**BRIEF**
Every line holding the string "crate" is to be copied from the entries below.

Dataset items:
-- Opening Marker --

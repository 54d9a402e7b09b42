//! Match identity and published snapshots.

use serde::{Deserialize, Serialize};

use crate::core::GameState;

/// Identifies a match on the transport.
#[derive(Clone, Debug, PartialEq, Eq, Hash, PartialOrd, Ord, Serialize, Deserialize)]
pub struct MatchId(String);

impl MatchId {
    pub fn new(id: impl Into<String>) -> Self {
        Self(id.into())
    }

    #[must_use]
    pub fn as_str(&self) -> &str {
        &self.0
    }
}

impl std::fmt::Display for MatchId {
    fn fmt(&self, f: &mut std::fmt::Formatter<'_>) -> std::fmt::Result {
        f.write_str(&self.0)
    }
}

/// Canonical state as published by the host.
///
/// `revision` mirrors `state.revision`; participants keep the highest one
/// they have seen.
#[derive(Clone, Debug, PartialEq, Eq, Serialize, Deserialize)]
pub struct Snapshot {
    pub match_id: MatchId,
    pub revision: u64,
    pub state: GameState,
}

impl Snapshot {
    #[must_use]
    pub fn new(match_id: MatchId, state: GameState) -> Self {
        Self {
            match_id,
            revision: state.revision,
            state,
        }
    }

    /// Is this snapshot newer than `revision`?
    #[must_use]
    pub fn supersedes(&self, revision: Option<u64>) -> bool {
        revision.map_or(true, |seen| self.revision > seen)
    }
}
//! Game configuration.
//!
//! Configuration is plain data with `Default` values matching the reference
//! behaviour and `with_*` builders for overrides:
//! - `RulesConfig`: deal sizes and the hand replenishment floor
//! - `AiConfig`: opponent timings and probabilities
//! - `PublishConfig`: snapshot publish retry policy
//! - `GameConfig`: seats, seed, and all of the above

use serde::{Deserialize, Serialize};
use std::time::Duration;

use crate::cards::deck::DECK_SIZE;
use crate::error::ConfigError;

/// Supported seat counts.
pub const MIN_PLAYERS: usize = 2;
pub const MAX_PLAYERS: usize = 4;

/// One seat at the table.
#[derive(Clone, Debug, PartialEq, Eq, Serialize, Deserialize)]
pub struct SeatConfig {
    pub name: String,
    pub is_ai: bool,
}

impl SeatConfig {
    pub fn human(name: impl Into<String>) -> Self {
        Self {
            name: name.into(),
            is_ai: false,
        }
    }

    pub fn ai(name: impl Into<String>) -> Self {
        Self {
            name: name.into(),
            is_ai: true,
        }
    }
}

/// Deal sizes and hand replenishment.
#[derive(Clone, Debug, PartialEq, Eq, Serialize, Deserialize)]
pub struct RulesConfig {
    /// Cards dealt to each hand before face-up selection.
    pub hand_size: usize,
    /// Face-down cards dealt to each player.
    pub face_down_count: usize,
    /// Face-up cards each player designates from their hand.
    pub face_up_count: usize,
    /// Hands are topped up from the deck to this size after a play.
    pub min_hand_size: usize,
}

impl Default for RulesConfig {
    fn default() -> Self {
        Self {
            hand_size: 6,
            face_down_count: 3,
            face_up_count: 3,
            min_hand_size: 3,
        }
    }
}

/// Opponent policy timings and probabilities.
#[derive(Clone, Debug, PartialEq, Serialize, Deserialize)]
pub struct AiConfig {
    /// Delay before an AI acts on its turn.
    pub think_delay_ms: u64,
    /// Chance of playing every legal card of the chosen rank instead of one.
    pub play_all_probability: f64,
    /// Chance, per tick, that an eligible AI decides to jump in.
    pub jump_in_probability: f64,
    /// Interval between jump-in ticks, drawn uniformly from this range.
    pub jump_tick_ms: (u64, u64),
    /// Reaction delay between deciding to jump and jumping.
    pub jump_delay_ms: (u64, u64),
}

impl Default for AiConfig {
    fn default() -> Self {
        Self {
            think_delay_ms: 1000,
            play_all_probability: 0.9,
            jump_in_probability: 0.7,
            jump_tick_ms: (200, 500),
            jump_delay_ms: (100, 600),
        }
    }
}

impl AiConfig {
    #[must_use]
    pub fn think_delay(&self) -> Duration {
        Duration::from_millis(self.think_delay_ms)
    }

    #[must_use]
    pub fn with_think_delay_ms(mut self, ms: u64) -> Self {
        self.think_delay_ms = ms;
        self
    }

    #[must_use]
    pub fn with_play_all_probability(mut self, p: f64) -> Self {
        self.play_all_probability = p;
        self
    }

    #[must_use]
    pub fn with_jump_in_probability(mut self, p: f64) -> Self {
        self.jump_in_probability = p;
        self
    }

    #[must_use]
    pub fn with_jump_tick_ms(mut self, min: u64, max: u64) -> Self {
        self.jump_tick_ms = (min, max);
        self
    }

    #[must_use]
    pub fn with_jump_delay_ms(mut self, min: u64, max: u64) -> Self {
        self.jump_delay_ms = (min, max);
        self
    }

    fn validate(&self) -> Result<(), ConfigError> {
        for (name, value) in [
            ("play_all_probability", self.play_all_probability),
            ("jump_in_probability", self.jump_in_probability),
        ] {
            if !(0.0..=1.0).contains(&value) {
                return Err(ConfigError::InvalidProbability { name, value });
            }
        }
        for (name, (min, max)) in [
            ("jump_tick_ms", self.jump_tick_ms),
            ("jump_delay_ms", self.jump_delay_ms),
        ] {
            if min > max {
                return Err(ConfigError::EmptyRange { name, min, max });
            }
        }
        if self.jump_tick_ms.1 == 0 {
            return Err(ConfigError::Zero("jump_tick_ms"));
        }
        Ok(())
    }
}

/// Snapshot publish retry policy.
#[derive(Clone, Debug, PartialEq, Eq, Serialize, Deserialize)]
pub struct PublishConfig {
    /// Attempts per snapshot before giving up until the next change.
    pub max_attempts: u32,
    /// Base backoff, doubled on each retry.
    pub backoff_ms: u64,
}

impl Default for PublishConfig {
    fn default() -> Self {
        Self {
            max_attempts: 5,
            backoff_ms: 100,
        }
    }
}

impl PublishConfig {
    /// Backoff before retry number `attempt` (1-based).
    #[must_use]
    pub fn backoff(&self, attempt: u32) -> Duration {
        let factor = 1u64 << attempt.saturating_sub(1).min(10);
        Duration::from_millis(self.backoff_ms.saturating_mul(factor))
    }
}

/// Complete game configuration.
#[derive(Clone, Debug, PartialEq, Serialize, Deserialize)]
pub struct GameConfig {
    /// Seats in turn order.
    pub seats: Vec<SeatConfig>,
    /// Seed for the shuffle and the opponent policy.
    pub seed: u64,
    pub rules: RulesConfig,
    pub ai: AiConfig,
    pub publish: PublishConfig,
    /// How long a jump-in window stays open.
    pub jump_in_window_ms: u64,
}

impl Default for GameConfig {
    fn default() -> Self {
        Self {
            seats: vec![
                SeatConfig::human("You"),
                SeatConfig::ai("West"),
                SeatConfig::ai("North"),
                SeatConfig::ai("East"),
            ],
            seed: 42,
            rules: RulesConfig::default(),
            ai: AiConfig::default(),
            publish: PublishConfig::default(),
            jump_in_window_ms: 2000,
        }
    }
}

impl GameConfig {
    /// Create a config for the given seats with default rules and timings.
    pub fn new(seats: Vec<SeatConfig>) -> Self {
        Self {
            seats,
            ..Self::default()
        }
    }

    #[must_use]
    pub fn with_seed(mut self, seed: u64) -> Self {
        self.seed = seed;
        self
    }

    #[must_use]
    pub fn with_ai(mut self, ai: AiConfig) -> Self {
        self.ai = ai;
        self
    }

    #[must_use]
    pub fn with_publish(mut self, publish: PublishConfig) -> Self {
        self.publish = publish;
        self
    }

    #[must_use]
    pub fn with_jump_in_window_ms(mut self, ms: u64) -> Self {
        self.jump_in_window_ms = ms;
        self
    }

    #[must_use]
    pub fn player_count(&self) -> usize {
        self.seats.len()
    }

    #[must_use]
    pub fn jump_in_window(&self) -> Duration {
        Duration::from_millis(self.jump_in_window_ms)
    }

    /// Check every value is within range.
    pub fn validate(&self) -> Result<(), ConfigError> {
        let players = self.player_count();
        if !(MIN_PLAYERS..=MAX_PLAYERS).contains(&players) {
            return Err(ConfigError::InvalidPlayerCount(players));
        }

        let needed = players * (self.rules.hand_size + self.rules.face_down_count);
        if needed > DECK_SIZE {
            return Err(ConfigError::DeckTooSmall {
                needed,
                available: DECK_SIZE,
            });
        }
        if self.rules.face_up_count == 0 || self.rules.face_up_count > self.rules.hand_size {
            return Err(ConfigError::EmptyRange {
                name: "face_up_count",
                min: 1,
                max: self.rules.hand_size as u64,
            });
        }
        if self.jump_in_window_ms == 0 {
            return Err(ConfigError::Zero("jump_in_window_ms"));
        }
        if self.publish.max_attempts == 0 {
            return Err(ConfigError::Zero("publish.max_attempts"));
        }

        self.ai.validate()
    }
}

-- Closing Marker --

**ANSWER TO THIS PROBLEM**
use crate::core::GameState;
use crate::cards::deck::DECK_SIZE;
use crate::error::ConfigError;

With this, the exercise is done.